The U.S. Food & Drug Administration (FDA) has released its calculations for user fees for tobacco products for 2017 and the cigar industry will owe less than expected.
User fees are paid to FDA to fund the agency’s operations, specifically the Center for Tobacco Products (CTP). In total, tobacco companies will pay $635 million in user fees next year to fund CTP, something that was already known. What’s changed is how much each company will owe.
User fees are to be paid by six different types of tobacco products: cigarettes, roll-your-own tobacco, snuff, chewing tobacco, cigars and pipe tobacco. Because FDA only recently started regulating cigars and pipe tobacco, the other four categories have been responsible for funding the total user fee bill in previous years, something that will change in 2017.
Each year, the agency calculates how much each product category owes based on the percentage of excise taxes paid by each category. For cigars, these excise taxes are commonly known as SCHIP.
In 2015, $573.6 million worth of excise taxes were paid by cigars.

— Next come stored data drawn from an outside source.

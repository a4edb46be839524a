use axum::http::StatusCode;
use axum::response::{IntoResponse, Response};
use thiserror::Error;

use pathwise_engine::DiscoveryError;

#[derive(Debug, Error)]
pub enum ServerError {
    #[error("Invalid request: {0}")]
    BadRequest(String),

    #[error("Not found: {0}")]
    NotFound(String),

    #[error("Forbidden: {0}")]
    Forbidden(String),

    #[error("Too many requests")]
    TooManyRequests,

    #[error("Service unavailable: {0}")]
    Unavailable(String),

    #[error("Internal error: {0}")]
    Internal(String),
}

impl From<DiscoveryError> for ServerError {
    fn from(err: DiscoveryError) -> Self {
        match err {
            DiscoveryError::Validation(msg) => ServerError::BadRequest(msg),
            DiscoveryError::NotFound(what) => ServerError::NotFound(what),
            e if e.is_retryable() => ServerError::Unavailable(e.to_string()),
            e => ServerError::Internal(e.to_string()),
        }
    }
}

impl IntoResponse for ServerError {
    fn into_response(self) -> Response {
        let (status, message) = match &self {
            ServerError::BadRequest(_) => (StatusCode::BAD_REQUEST, self.to_string()),
            ServerError::NotFound(_) => (StatusCode::NOT_FOUND, self.to_string()),
            ServerError::Forbidden(_) => (StatusCode::FORBIDDEN, self.to_string()),
            ServerError::TooManyRequests => (StatusCode::TOO_MANY_REQUESTS, self.to_string()),
            ServerError::Unavailable(_) => {
                tracing::warn!(error = %self, "request failed on a transient error");
                (StatusCode::SERVICE_UNAVAILABLE, "Service temporarily unavailable".to_string())
            }
            ServerError::Internal(_) => {
                tracing::error!(error = %self, "request failed");
                (StatusCode::INTERNAL_SERVER_ERROR, "Internal server error".to_string())
            }
        };

        let body = serde_json::json!({
            "error": message,
        });

        (status, axum::Json(body)).into_response()
    }
}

This is actually a 10.5 percent reduction compared to 2014 when the excise tax bill was $641.2 million.
The $573.6 million number represents just under 9.7 percent of the total $5.9 billion paid in federal excise taxes by these tobacco products in 2015, meaning cigars are liable for $61.5 million of the total $635 million CTP will get from user fees.
For a company that imports 1.25 million cigars per year, each paying the full 40.26 cents in SCHIP, the user fee bill is an estimated $53,937.49 for 2017.
It should be noted that not all cigars pay the full 40.26 cents. Cigars that retail for less than $2 likely pay less than 40.26 cents as the actual tax is 52.75 percent of the wholesale price capped at 40.26 cents per cigar.
E-cigarettes are not part of the user fee calculations because it was not explicitly mentioned in the Family Smoking Prevention and Tobacco Control Act.